Improving Transportation Spending In California

Joint UCLA / UC Berkeley Law Report Released Today

Moving Dollars CoverCalifornia spends approximately $28 billion on transportation infrastructure each year.  But are we spending that money as cost-effectively as possible?  And given the major impact that transportation investments have on our land use patterns and the amount of driving we need to do, are we spending this money in ways that align with California’s environmental and energy goals?

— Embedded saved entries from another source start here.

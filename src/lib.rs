//! Snapvault - filesystem-native versioning for a single named text asset
//!
//! Snapvault captures the content of one named asset (a log file, a config
//! snapshot) on every invocation, diffs it against the last committed
//! content, and - only when the content changed - publishes a full
//! snapshot, a unified diff, and an updated latest pointer, then prunes
//! history beyond a retention limit.
//!
//! # Architecture
//!
//! The codebase follows a layered architecture:
//!
//! - [`core`] - Domain types, configuration, and path routing
//! - [`diff`] - Pluggable unified-diff collaborators (external tool or
//!   in-process)
//! - [`engine`] - The capture -> diff -> commit -> purge sequence and the
//!   per-asset advisory lock
//!
//! # Correctness Invariants
//!
//! 1. A version entry and its state entry for a given timestamp are
//!    created together or not at all
//! 2. The latest pointer is replaced atomically (rename swap); it is never
//!    absent after first use
//! 3. Only one exec runs against an asset at a time (advisory lock)
//! 4. Temporary files are removed on every exit path
//!
//! # Example
//!
//! ```no_run
//! use snapvault::engine::Asset;
//!
//! # fn main() -> Result<(), Box<dyn std::error::Error>> {
//! let asset = Asset::new("/var/lib/snapvault", "syslog")?;
//! asset.exec_with(|| std::fs::read("/var/log/system.log"))?;
//! let content = asset.latest()?;
//! # let _ = content;
//! # Ok(())
//! # }
//! ```

pub mod core;
pub mod diff;
pub mod engine;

The short answer is: no.  The majority of these dollars go to automobile-focused infrastructure, including for new road and highway expansion projects.  Yet at the same time, our existing infrastructure is crumbling and in dire need of maintenance and investment, while options for transit, biking and walking are routinely underfunded.  And while the state seeks to encourage more housing in walkable, transit-friendly communities to meet market demand, too often transportation funds are directed to outlying areas, encouraging more growth at the edge at the expense of the core.

Part of the problem is that the money is collected and spent at multiple levels of government.  Local governments raise almost half the transportation dollars in California and control almost three-quarters of it.  Federal and state dollars are also spent via multiple agencies with sometimes competing priorities.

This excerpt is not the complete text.